"Politics, Not Policy" in News Coverage
NPR's Steve Inskeep and Juan Williams discussed Republican opposition to Obama's health care initiative this morning. After repeating Democrat talking points on health care, Juan Williams repeated Republican talking poins on health care. At this point (around the 3 minute mark) we get the following exchange:
Steve Inskeep: Just about everything that you have quoted Republicans as saying is of course being disputed by the Democrats as being distorted, or overblown, or just plain wrong. But of course we're talking about the politics here and how things work...
Juan Williams: [with a laugh] Right.
And then they move on to a clip of Kathleen Sebelius discussing the administration's difficulties selling the "public option" because so few people understand what it means while misiniformation is abundant. So it's a good thing that NPR rose above the fray by...regurgitating conflicting points of view filled with misinformation in their coverage of the issue without any discussion of the merits of the policy...while joking about how they're not covering the merits of the policy.

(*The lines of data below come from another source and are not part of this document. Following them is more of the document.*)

//! `Authorization: Bearer <token>` header parsing.

use std::collections::HashMap;

use crate::error::{AuthError, DESC_NOT_BEARER, DESC_NOT_BEARER_TOKEN, DESC_TOKEN_NOT_FOUND};

/// Header name, compared case-insensitively.
pub const AUTHORIZATION: &str = "authorization";

/// First value of the `Authorization` header, if present.
pub fn authorization_header(headers: &HashMap<String, Vec<String>>) -> Option<&str> {
    headers
        .iter()
        .find(|(k, _)| k.eq_ignore_ascii_case(AUTHORIZATION))
        .and_then(|(_, v)| v.first())
        .map(|s| s.as_str())
}

/// Extract the bearer token from request headers.
pub fn extract_bearer_token(headers: &HashMap<String, Vec<String>>) -> Result<&str, AuthError> {
    match authorization_header(headers) {
        Some(value) => parse_bearer(value),
        None => Err(AuthError::header_missing()),
    }
}

/// Parse an `Authorization` header value.
///
/// The scheme is checked before the part count, so `"Basic"` alone reports
/// the scheme while `"Bearer"` alone reports the missing token.
pub fn parse_bearer(value: &str) -> Result<&str, AuthError> {
    let parts: Vec<&str> = value.split_whitespace().collect();

    // Empty or blank values count as no header at all
    let Some(scheme) = parts.first() else {
        return Err(AuthError::header_missing());
    };

    if !scheme.eq_ignore_ascii_case("bearer") {
        return Err(AuthError::invalid_header(DESC_NOT_BEARER));
    }

    match parts.len() {
        1 => Err(AuthError::invalid_header(DESC_TOKEN_NOT_FOUND)),
        2 => Ok(parts[1]),
        _ => Err(AuthError::invalid_header(DESC_NOT_BEARER_TOKEN)),
    }
}
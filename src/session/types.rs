//! Session types for the interactive login flow.

use chrono::{DateTime, Utc};
use serde::{Deserialize, Serialize};

/// Unique session identifier (16-byte random value, hex-encoded for cookies).
#[derive(Debug, Clone, Copy, PartialEq, Eq, Hash, Serialize, Deserialize)]
pub struct SessionId([u8; 16]);

impl SessionId {
    /// Generate a new random session ID.
    pub fn new() -> Self {
        Self(rand::random())
    }

    /// Convert to hex string for cookies.
    pub fn to_hex(&self) -> String {
        hex::encode(self.0)
    }

    /// Parse from hex string.
    pub fn from_hex(s: &str) -> Option<Self> {
        let bytes = hex::decode(s).ok()?;
        let arr: [u8; 16] = bytes.try_into().ok()?;
        Some(Self(arr))
    }
}

impl Default for SessionId {
    fn default() -> Self {
        Self::new()
    }
}

impl std::fmt::Display for SessionId {
    fn fmt(&self, f: &mut std::fmt::Formatter<'_>) -> std::fmt::Result {
        write!(f, "{}", self.to_hex())
    }
}

/// User profile stored by the login callback.
#[derive(Debug, Clone, PartialEq, Eq, Serialize, Deserialize)]
pub struct Profile {
    /// Provider subject (`sub` from userinfo).
    pub user_id: String,
    pub name: String,
    pub picture: Option<String>,
}

/// A login session. Authenticated once it carries a profile.
#[derive(Debug, Clone, Serialize, Deserialize)]
pub struct Session {
    pub id: SessionId,

    pub profile: Option<Profile>,

    pub created_at: DateTime<Utc>,

    pub expires_at: DateTime<Utc>,

    /// Last access time (updated on each request).
    pub last_accessed: DateTime<Utc>,
}

impl Session {
    /// Create an anonymous session.
    pub fn new(ttl_secs: u64) -> Self {
        let now = Utc::now();
        Self {
            id: SessionId::new(),
            profile: None,
            created_at: now,
            expires_at: now + chrono::Duration::seconds(ttl_secs as i64),
            last_accessed: now,
        }
    }

    /// Create a session for a logged-in user.
    pub fn with_profile(profile: Profile, ttl_secs: u64) -> Self {
        Self {
            profile: Some(profile),
            ..Self::new(ttl_secs)
        }
    }

    /// Check if the session is expired.
    pub fn is_expired(&self) -> bool {
        Utc::now() > self.expires_at
    }

    pub fn is_authenticated(&self) -> bool {
        self.profile.is_some() && !self.is_expired()
    }

    /// Update last accessed time.
    pub fn touch(&mut self) {
        self.last_accessed = Utc::now();
    }
}
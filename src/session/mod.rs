//! Login sessions for the interactive (cookie-based) flow.
//!
//! Kept in memory only, with background cleanup of expired entries.

pub mod cleanup;
pub mod store;
pub mod types;

pub use cleanup::{spawn_cleanup_task, DEFAULT_CLEANUP_INTERVAL_SECS};
pub use store::SessionStore;
pub use types::{Profile, Session, SessionId};
#[cfg(test)]
mod tests {
    use super::*;
    use crate::config::AuthConfig;
    use crate::oidc::KeySet;
    use crate::session::Profile;
    use crate::testutil::{craft_raw_jwt, signed_token, valid_claims, JWKS_JSON, TEST_AUDIENCE};

    const ISSUER: &str = "https://tenant.auth0.com/";

    fn validator() -> Arc<TokenValidator> {
        let config = AuthConfig {
            provider_domain: "tenant.auth0.com".to_string(),
            api_audience: TEST_AUDIENCE.to_string(),
            ..AuthConfig::default()
        };
        let keys = KeySet::from_json(JWKS_JSON.as_bytes()).unwrap();
        Arc::new(TokenValidator::new(&config, Arc::new(keys)))
    }

    fn echo_subject(request: &Request) -> Response {
        Response::ok(json!({
            "sub": request.claims().and_then(|c| c.subject()),
        }))
    }

    fn whoami(request: &Request) -> Response {
        let name = request
            .session()
            .and_then(|s| s.profile.as_ref())
            .map(|p| p.name.clone());
        Response::ok(json!({ "name": name }))
    }

    fn profile() -> Profile {
        Profile {
            user_id: "auth0|123".to_string(),
            name: "Ada".to_string(),
            picture: None,
        }
    }

    #[tokio::test]
    async fn test_token_gate_passes_claims_to_handler() {
        let protected = Protected::new(TokenGuard::new(validator()), echo_subject);
        let token = signed_token(&valid_claims(ISSUER, TEST_AUDIENCE));
        let request =
            Request::new("GET", "/api/private").with_header("Authorization", format!("Bearer {}", token));

        let response = protected.handle(request).await;
        assert_eq!(response.status, 200);
        assert_eq!(response.body, json!({"sub": "auth0|user-123"}));
    }

    #[tokio::test]
    async fn test_token_gate_missing_header() {
        let protected = Protected::new(TokenGuard::new(validator()), echo_subject);
        let response = protected.handle(Request::new("GET", "/api/private")).await;

        assert_eq!(response.status, 401);
        assert_eq!(response.body["code"], "authorization_header_missing");
        assert!(response.header("www-authenticate").is_some());
    }

    #[tokio::test]
    async fn test_token_gate_basic_scheme() {
        let protected = Protected::new(TokenGuard::new(validator()), echo_subject);
        let request = Request::new("GET", "/api/private").with_header("Authorization", "Basic xyz");

        let response = protected.handle(request).await;
        assert_eq!(response.status, 401);
        assert_eq!(response.body["code"], "invalid_header");
        assert_eq!(
            response.body["description"],
            "Authorization header must start with Bearer"
        );
    }

    #[tokio::test]
    async fn test_token_gate_unknown_kid() {
        let protected = Protected::new(TokenGuard::new(validator()), echo_subject);
        let token = craft_raw_jwt(&json!({"alg": "RS256", "kid": "X"}), &json!({}));
        let request =
            Request::new("GET", "/api/private").with_header("Authorization", format!("Bearer {}", token));

        let response = protected.handle(request).await;
        assert_eq!(response.status, 401);
        assert_eq!(
            response.body,
            json!({"code": "invalid_header", "description": "Unable to find appropriate key"})
        );
    }

    #[tokio::test]
    async fn test_token_gate_required_scope() {
        let guard = TokenGuard::new(validator()).with_required_scope("read:messages");
        let protected = Protected::new(guard, echo_subject);
        let token = signed_token(&valid_claims(ISSUER, TEST_AUDIENCE));
        let request =
            Request::new("GET", "/api/messages").with_header("Authorization", format!("Bearer {}", token));
        assert_eq!(protected.handle(request).await.status, 200);

        let guard = TokenGuard::new(validator()).with_required_scope("write:messages");
        let protected = Protected::new(guard, echo_subject);
        let request =
            Request::new("POST", "/api/messages").with_header("Authorization", format!("Bearer {}", token));
        let response = protected.handle(request).await;
        assert_eq!(response.status, 403);
        assert_eq!(response.body["code"], "insufficient_scope");
    }

    #[tokio::test]
    async fn test_handler_decides_on_scope() {
        let handler = |request: &Request| {
            let allowed = request
                .claims()
                .is_some_and(|c| c.has_scope("admin"));
            if allowed {
                Response::ok(json!({"message": "welcome"}))
            } else {
                Response::json(403, json!({"message": "admin scope required"}))
            }
        };
        let protected = Protected::new(TokenGuard::new(validator()), handler);
        let token = signed_token(&valid_claims(ISSUER, TEST_AUDIENCE));
        let request =
            Request::new("GET", "/api/admin").with_header("Authorization", format!("Bearer {}", token));

        assert_eq!(protected.handle(request).await.status, 403);
    }

    #[tokio::test]
    async fn test_session_gate_rejects_without_session() {
        let store = Arc::new(SessionStore::new(3600));
        let protected = Protected::new(SessionGuard::new(store), whoami);

        let response = protected.handle(Request::new("GET", "/api/users")).await;
        assert_eq!(response.status, 200);
        assert_eq!(
            response.body,
            json!({"success": false, "error": "Authentication failure"})
        );
    }

    #[tokio::test]
    async fn test_session_gate_resolves_cookie() {
        let store = Arc::new(SessionStore::new(3600));
        let id = store.login(profile()).unwrap();
        let protected = Protected::new(SessionGuard::new(Arc::clone(&store)), whoami);

        let request = Request::new("GET", "/api/users")
            .with_header("Cookie", format!("theme=dark; session={}", id.to_hex()));
        let response = protected.handle(request).await;
        assert_eq!(response.body, json!({"name": "Ada"}));

        // Logged out
        store.delete(id).unwrap();
        let request =
            Request::new("GET", "/api/users").with_header("Cookie", format!("session={}", id.to_hex()));
        let response = protected.handle(request).await;
        assert_eq!(response.body["success"], false);
    }

    #[tokio::test]
    async fn test_session_gate_custom_cookie_and_attached_session() {
        let store = Arc::new(SessionStore::new(3600));
        let guard = SessionGuard::new(Arc::clone(&store)).with_cookie_name("sid");
        let protected = Protected::new(guard, whoami);

        let request =
            Request::new("GET", "/api/users").with_session(Session::with_profile(profile(), 60));
        assert_eq!(protected.handle(request).await.body, json!({"name": "Ada"}));

        // Anonymous sessions are not authenticated
        let request = Request::new("GET", "/api/users").with_session(Session::new(60));
        assert_eq!(protected.handle(request).await.body["success"], false);

        let request = Request::new("GET", "/api/users").with_header("Cookie", "sid=not-hex");
        assert_eq!(protected.handle(request).await.body["success"], false);
    }

    #[test]
    fn test_request_header_lookup() {
        let request = Request::new("GET", "/")
            .with_header("X-Test", "one")
            .with_header("X-Test", "two");
        assert_eq!(request.header("x-test"), Some("one"));
        assert_eq!(request.headers()["X-Test"].len(), 2);
        assert!(request.header("missing").is_none());
    }
}
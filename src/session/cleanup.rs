//! Background session cleanup task.

use std::sync::Arc;
use std::time::Duration;
use tokio::time::interval;
use tracing::{debug, info, warn};

use super::store::SessionStore;

/// Default cleanup interval in seconds.
pub const DEFAULT_CLEANUP_INTERVAL_SECS: u64 = 300; // 5 minutes

/// Spawn a background task that periodically evicts expired sessions.
///
/// Returns a `JoinHandle` that can be used to abort the task.
pub fn spawn_cleanup_task(
    session_store: Arc<SessionStore>,
    cleanup_interval_secs: u64,
) -> tokio::task::JoinHandle<()> {
    tokio::spawn(async move {
        let mut ticker = interval(Duration::from_secs(cleanup_interval_secs));

        // Skip the first immediate tick
        ticker.tick().await;

        loop {
            ticker.tick().await;

            match session_store.evict_expired() {
                Ok(count) if count > 0 => {
                    info!(evicted = count, "Session cleanup completed");
                }
                Ok(_) => {
                    debug!("Session cleanup: no expired sessions");
                }
                Err(e) => {
                    warn!(error = %e, "Session cleanup failed");
                }
            }
        }
    })
}
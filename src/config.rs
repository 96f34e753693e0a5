//! Provider and validation configuration.

use anyhow::{Context, Result};
use serde::{Deserialize, Serialize};
use std::path::Path;
use std::time::Duration;

/// Identity provider and API configuration.
#[derive(Debug, Clone, Serialize, Deserialize)]
#[serde(deny_unknown_fields)]
pub struct AuthConfig {
    /// Issuer host. A bare host gets an `https://` scheme.
    /// Example: "tenant.auth0.com"
    #[serde(default)]
    pub provider_domain: String,

    /// Expected audience (aud claim).
    #[serde(default)]
    pub api_audience: String,

    /// OAuth client ID. Only the login redirect flow uses it.
    #[serde(default)]
    pub client_id: Option<String>,

    /// OAuth client secret. Only the login redirect flow uses it.
    #[serde(default, skip_serializing)]
    pub client_secret: Option<String>,

    /// Key-set cache lifetime in seconds. 0 fetches the key set on every
    /// validation.
    #[serde(default)]
    pub jwks_cache_secs: u64,

    /// Timeout for the JWKS HTTP fetch.
    #[serde(default = "default_jwks_timeout")]
    pub jwks_timeout_secs: u64,

    /// Leeway in seconds for exp/nbf validation.
    #[serde(default)]
    pub clock_skew_secs: u64,

    /// Lifetime of login sessions.
    #[serde(default = "default_session_ttl")]
    pub session_ttl_secs: u64,
}

/// Upper bound for `clock_skew_secs`.
pub const MAX_CLOCK_SKEW_SECS: u64 = 300;

fn default_jwks_timeout() -> u64 {
    10
}

fn default_session_ttl() -> u64 {
    86400 // 24 hours
}

impl Default for AuthConfig {
    fn default() -> Self {
        Self {
            provider_domain: String::new(),
            api_audience: String::new(),
            client_id: None,
            client_secret: None,
            jwks_cache_secs: 0,
            jwks_timeout_secs: default_jwks_timeout(),
            clock_skew_secs: 0,
            session_ttl_secs: default_session_ttl(),
        }
    }
}

impl AuthConfig {
    /// Validate the configuration.
    pub fn validate(&self) -> Result<(), String> {
        if self.provider_domain.trim().is_empty() {
            return Err("provider_domain is required".to_string());
        }

        if self.provider_domain.chars().any(char::is_whitespace) {
            return Err("provider_domain must not contain whitespace".to_string());
        }

        if self.api_audience.is_empty() {
            return Err("api_audience is required".to_string());
        }

        if self.jwks_timeout_secs == 0 {
            return Err("jwks_timeout_secs must be greater than zero".to_string());
        }

        if self.clock_skew_secs > MAX_CLOCK_SKEW_SECS {
            return Err(format!(
                "clock_skew_secs must be at most {}",
                MAX_CLOCK_SKEW_SECS
            ));
        }

        Ok(())
    }

    /// Provider base URL without a trailing slash.
    pub fn base_url(&self) -> String {
        let domain = self.provider_domain.trim().trim_end_matches('/');
        if domain.starts_with("https://") || domain.starts_with("http://") {
            domain.to_string()
        } else {
            format!("https://{}", domain)
        }
    }

    /// Expected `iss` claim: the provider URL with a trailing `/`.
    pub fn issuer(&self) -> String {
        format!("{}/", self.base_url())
    }

    /// Well-known JWKS endpoint of the provider.
    pub fn jwks_url(&self) -> String {
        format!("{}/.well-known/jwks.json", self.base_url())
    }

    pub fn jwks_timeout(&self) -> Duration {
        Duration::from_secs(self.jwks_timeout_secs)
    }

    /// Load a full configuration from a JSON file.
    pub fn from_file(path: &Path) -> Result<Self> {
        let data = std::fs::read_to_string(path)
            .with_context(|| format!("Failed to read config file: {:?}", path))?;
        let json: AuthConfigJson = serde_json::from_str(&data)
            .with_context(|| format!("Failed to parse config file: {:?}", path))?;

        let mut config = Self::default();
        json.apply_to(&mut config);
        Ok(config)
    }
}

/// JSON overlay applied on top of an existing configuration.
#[derive(Debug, Clone, Serialize, Deserialize, Default)]
#[serde(rename_all = "kebab-case", deny_unknown_fields)]
pub struct AuthConfigJson {
    pub provider_domain: Option<String>,
    pub api_audience: Option<String>,
    pub client_id: Option<String>,
    pub client_secret: Option<String>,
    pub jwks_cache_secs: Option<u64>,
    pub jwks_timeout_secs: Option<u64>,
    pub clock_skew_secs: Option<u64>,
    pub session_ttl_secs: Option<u64>,
}

impl AuthConfigJson {
    /// Apply JSON config to existing config.
    pub fn apply_to(&self, config: &mut AuthConfig) {
        if let Some(ref domain) = self.provider_domain {
            config.provider_domain = domain.clone();
        }
        if let Some(ref audience) = self.api_audience {
            config.api_audience = audience.clone();
        }
        if let Some(ref id) = self.client_id {
            config.client_id = Some(id.clone());
        }
        if let Some(ref secret) = self.client_secret {
            config.client_secret = Some(secret.clone());
        }
        if let Some(secs) = self.jwks_cache_secs {
            config.jwks_cache_secs = secs;
        }
        if let Some(secs) = self.jwks_timeout_secs {
            config.jwks_timeout_secs = secs;
        }
        if let Some(skew) = self.clock_skew_secs {
            config.clock_skew_secs = skew;
        }
        if let Some(ttl) = self.session_ttl_secs {
            config.session_ttl_secs = ttl;
        }
    }
}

On a similar note, journalist memoirs provide more insight (via atrios) into how the media consensus around war in Iraq coagulated:
Where would we be today without villager complicity in the worst excesses of the political process?"My initial support for the war," he writes "was symptomatic of unfortunate tendencies within the foreign policy community, namely the disposition and incentives to support wars to retain political and professional credibility."